Former SEC Chair Clayton makes case for democratizing alternative investments

Former SEC chairman Jay Clayton, who is now working in the private sector and has no interest in returning to government work, believes government regulators could do a much better job serving investors and the broader financial markets.

Speaking Wednesday morning in Orlando, Florida, as part of the BNY Mellon Pershing Insite conference, Clayton drew stark contrasts between the Securities and Exchange Commission under the Biden administration and under the Trump administration.

“I think it’s pretty clear we’re in a very highly business-skeptical and commercial-skeptical regulatory environment,” he said. “Any time you go to extremes, either way, you get more bad than good.”

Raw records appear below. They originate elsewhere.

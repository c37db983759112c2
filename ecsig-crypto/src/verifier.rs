use p256::ecdsa::signature::hazmat::PrehashVerifier;

use crate::digest::Digest;
use crate::keys::PublicKey;
use crate::signature::Signature;

/// `true` iff `signature` is valid for `digest` under `public_key`.
///
/// Invalid signatures are an answer, not an error. Scalar and point
/// arithmetic underneath is constant-time.
pub fn verify_digest(public_key: &PublicKey, digest: &Digest, signature: &Signature) -> bool {
    public_key
        .verifying_key()
        .verify_prehash(digest.as_ref(), signature.ecdsa())
        .is_ok()
}

/// Same as [`verify_digest`] on raw encodings: SEC1 public key, 32-byte
/// digest, 64-byte `r || s`. Anything malformed verifies as `false`.
pub fn verify_encoded(public_key: &[u8], digest: &[u8], signature: &[u8]) -> bool {
    let (Ok(public_key), Ok(digest), Ok(signature)) = (
        PublicKey::from_sec1_bytes(public_key),
        Digest::from_slice(digest),
        Signature::from_bytes(signature),
    ) else {
        return false;
    };
    verify_digest(&public_key, &digest, &signature)
}
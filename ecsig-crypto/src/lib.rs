//! ecsig-crypto: ECDSA over P-256.
//! - keygen from an injectable entropy source, secret zeroed on drop
//! - SHA-256 (or BLAKE3) message digests
//! - RFC 6979 nonces, hedged with fresh entropy by default
//! - boolean verification, never an error for a bad signature

pub mod digest;
pub mod engine;
pub mod entropy;
pub mod error;
pub mod keys;
pub mod signature;
pub mod signer;
pub mod verifier;
pub mod workflow;

#[cfg(test)]
mod fixtures;

pub use digest::{hash_message, hash_with, Digest, HashAlgorithm, DIGEST_LEN};
pub use engine::{P256Engine, SignEngine, ENGINE};
pub use entropy::{EntropySource, OsEntropy, SeededEntropy};
pub use error::{CryptoError, Result};
pub use keys::{Curve, KeyPair, PublicKey, SCALAR_LEN};
pub use signature::{Signature, SIGNATURE_LEN};
pub use signer::{sign_digest, sign_prehash, NonceMode};
pub use verifier::{verify_digest, verify_encoded};
pub use workflow::{run_workflow, Transcript};
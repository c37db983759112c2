use proptest::prelude::*;

use ecsig_crypto::{
    hash_message, run_workflow, sign_digest, verify_digest, verify_encoded, Curve, Digest, KeyPair,
    NonceMode, SeededEntropy, Signature, ENGINE,
};

const FIXTURE_KEY_DER: &str = "30770201010420270623da3768df6fc3c3439b8e0319621318b1dec6199052f49faefdd9d80548a00a06082a8648ce3d030107a1440342000462ded99b11da850eec19a908aa57effbec88541aa04da07d0a2cabf046b2502dd061eccc9860c7922ea758a2e8ac1e5f6d044d7a6af03060aa5dcb13cafc8a73";
const FIXTURE_DIGEST: &str = "1c5863cd55b5a4413fd59f054af57ba3c75c0698b3851d70f99b8de2d5c7338f";
const FIXTURE_SIGNATURE: &str = "6d56582490ff9a54b44df6bf9fa991c0432f2fd25f32760bf540b10049b50a048ca986d7e9f0ee7745bce735dcd0db951f21664f054e94b0a03d87046857a3ca";

fn keypair(seed: u64) -> KeyPair {
    KeyPair::generate(Curve::P256, &mut SeededEntropy::new(seed)).unwrap()
}

fn mode() -> impl Strategy<Value = NonceMode> {
    prop_oneof![Just(NonceMode::Hedged), Just(NonceMode::Deterministic)]
}

proptest! {
    #![proptest_config(ProptestConfig::with_cases(32))]

    #[test]
    fn hashing_is_deterministic(msg in prop::collection::vec(any::<u8>(), 0..512)) {
        prop_assert_eq!(hash_message(&msg), hash_message(&msg));
        prop_assert_eq!(hash_message(&msg).to_hex().len(), 64);
    }

    #[test]
    fn signatures_verify_under_signing_key(
        seed in any::<u64>(),
        msg in prop::collection::vec(any::<u8>(), 0..256),
        mode in mode(),
    ) {
        let key = keypair(seed);
        let digest = hash_message(&msg);
        let sig = sign_digest(&key, &digest, &mut SeededEntropy::new(seed ^ 1), mode).unwrap();
        prop_assert_eq!(sig.to_bytes().len(), Curve::P256.signature_len());
        prop_assert!(verify_digest(key.public_key(), &digest, &sig));
    }

    #[test]
    fn signatures_fail_under_other_key(
        seed in any::<u64>(),
        msg in prop::collection::vec(any::<u8>(), 0..256),
    ) {
        let signer = keypair(seed);
        let other = keypair(seed.wrapping_add(1));
        prop_assume!(signer.public_key() != other.public_key());

        let digest = hash_message(&msg);
        let sig = sign_digest(&signer, &digest, &mut SeededEntropy::new(seed), NonceMode::Hedged).unwrap();
        prop_assert!(!verify_digest(other.public_key(), &digest, &sig));
    }

    #[test]
    fn flipping_a_signature_bit_breaks_it(seed in any::<u64>(), bit in 0usize..512) {
        let key = keypair(seed);
        let digest = hash_message(b"i love you");
        let sig = sign_digest(&key, &digest, &mut SeededEntropy::new(seed), NonceMode::Hedged).unwrap();

        let mut bytes = sig.to_bytes();
        bytes[bit / 8] ^= 1 << (bit % 8);
        let pk = key.public_key().to_sec1_bytes(true);
        prop_assert!(!verify_encoded(&pk, digest.as_ref(), &bytes));
    }

    #[test]
    fn flipping_a_digest_bit_breaks_it(seed in any::<u64>(), bit in 0usize..256) {
        let key = keypair(seed);
        let digest = hash_message(b"i love you");
        let sig = sign_digest(&key, &digest, &mut SeededEntropy::new(seed), NonceMode::Deterministic).unwrap();

        let mut bytes = *digest.as_bytes();
        bytes[bit / 8] ^= 1 << (bit % 8);
        prop_assert!(!verify_digest(key.public_key(), &Digest::new(bytes), &sig));
    }
}

#[test]
fn recorded_fixture_triple_verifies() {
    let key = KeyPair::from_sec1_der(&hex::decode(FIXTURE_KEY_DER).unwrap()).unwrap();
    let digest = Digest::from_hex(FIXTURE_DIGEST).unwrap();
    let sig = Signature::from_hex(FIXTURE_SIGNATURE).unwrap();

    assert_eq!(hash_message(b"i love you"), digest);
    assert!(verify_digest(key.public_key(), &digest, &sig));
    assert!(!verify_digest(key.public_key(), &hash_message(b"i love u"), &sig));
}

#[test]
fn end_to_end_with_os_entropy() {
    let transcript = run_workflow(&ENGINE, "i love you", &mut ecsig_crypto::OsEntropy).unwrap();
    assert!(transcript.verified);
    assert_eq!(transcript.digest, FIXTURE_DIGEST);
    assert_eq!(hex::decode(&transcript.signature).unwrap().len(), 64);
}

Clayton, who was SEC chairman from May 2017 through December 2020 and is now the nonexecutive chair at Apollo Global Management, said the regulatory whiplash leaves anyone participating in the financial markets with more questions than answers.

“People don’t know what is really happening, how long it is going to last, and what they should do about it,” he said in reference to what has been described as the most aggressive SEC ever.

On the subject of the democratization of alternative investments, which has been a recent SEC focus, Clayton acknowledged that he might be accused of “talking his book” as the representative of a firm that manages private investments, but said retail class investors are being locked out of the party.

“Capital formation these days largely comes from outside the public markets, yet the investing public is largely held outside those private markets,” he said. “All investors should have access to a portfolio that looks like a well-managed pension fund. With the help of a lot of the people in this room, I think we’re going to be able to do it.”

The hurdles toward democratization of alternative investments, he explained, requires the participation of the regulators, but also will take additional efforts on the part of investment management firms to create products that are suited for a broader universe of investors.

He took particular issue with the current accreditation rules, which haven’t been changed in 40 years, and don’t jive with the current reality of individual investors being responsible for their own retirement income.

For example, he pointed out the absurdity of qualified retirement accounts giving retail investors access to highly liquid mutual funds and ETFs but not less liquid investments that would be better suited for long-term investing objectives.

“You’re paying for liquidity that you don’t need and can’t access,” he said. “Pick a target-date fund, for example, why wouldn’t there be a sliver of privates or alternatives in there? If I’m a 401(k) investor, I should be able to get something that looks like a Calpers portfolio. Why wouldn’t you have a 10% slice of privates in your retirement portfolio when you’re 50 years old?”